Pendant ses études postdoctorales en Allemagne, le professeur-chercheur à la FMSS de l'Université de Sherbrooke, Kevin Whittingstall, voyait plusieurs cerveaux post mortem passer au laboratoire dans lequel il travaillait. Pour lui, il était évident que les petits vaisseaux sanguins étaient modifiés par soit une commotion cérébrale ou bien la maladie d'Alzheimer par exemple.
« Je me suis dit qu'il devait exister des outils pour quantifier ces vaisseaux sanguins dans un humain vivant, a expliqué le principal intéressé ce matin lors du dévoilement du projet. C'est là que je me suis aperçu que ça n'existait pas. Quand on m'a engagé ici en 2011, j'avais comme vue globale de commencer à quantifier la position, la structure et la morphologie de ces petits vaisseaux sanguins. J'ai donc recruté une équipe avec plein de gens qualifiés pour faire ce travail. »
Le professeur-chercheur Whittingstall a mis plusieurs années à développer des techniques non invasives d'imagerie pour visualiser la structure et le fonctionnement du cerveau humain.
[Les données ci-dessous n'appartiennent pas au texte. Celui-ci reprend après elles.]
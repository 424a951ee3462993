//! Remote token indexing API
//!
//! The lookup workflow only talks to [`IndexingApi`]; the Alchemy client is
//! the production implementation and tests plug in their own.

mod alchemy;
pub mod ens;

use alloy_primitives::Address;
use anyhow::Result;

use crate::domain::{TokenBalanceEntry, TokenMetadata};

pub use alchemy::AlchemyClient;

/// Operations the balance lookup consumes from the indexing service
#[async_trait::async_trait]
pub trait IndexingApi: Send + Sync + 'static {
    /// Resolve an ENS name; `None` when nothing is registered
    async fn resolve_name(&self, name: &str) -> Result<Option<Address>>;

    /// All ERC-20 balances held by `owner`, in API order
    async fn get_token_balances(&self, owner: Address) -> Result<Vec<TokenBalanceEntry>>;

    /// Symbol, decimals and logo of a token contract
    async fn get_token_metadata(&self, contract: Address) -> Result<TokenMetadata>;

    /// Endpoint display name (never includes credentials)
    fn endpoint_name(&self) -> String;
}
Aujourd'hui, son étudiant au doctorat, Michaël Bernier, qui est maintenant chercheur postdoctoral à la Harvard Medical School, a dévoilé son outil informatique de segmentation révolutionnaire, lequel est un atlas comprenant une banque d'images des vaisseaux sanguins cérébraux chez des humains sains servant de référence pour cibler des altérations chez des personnes atteintes de dégénérescence d'origine vasculaire.
« Le nouvel outil permet de voir la vascularisation du cerveau autant au niveau des veines que des artères, a indiqué Michaël Bernier. Avant, on observait l'image et on avait une petite idée qualitative de quel était l'impact de la vascularisation d'une certaine maladie sur un patient. Maintenant, on a un outil qui peut s'appliquer sur n'importe quel type d'image qui étudie la vascularisation. On peut extraire la vascularisation et la comparer à une base de données de patients sains afin de voir si un individu a un biomarqueur de début de maladie. »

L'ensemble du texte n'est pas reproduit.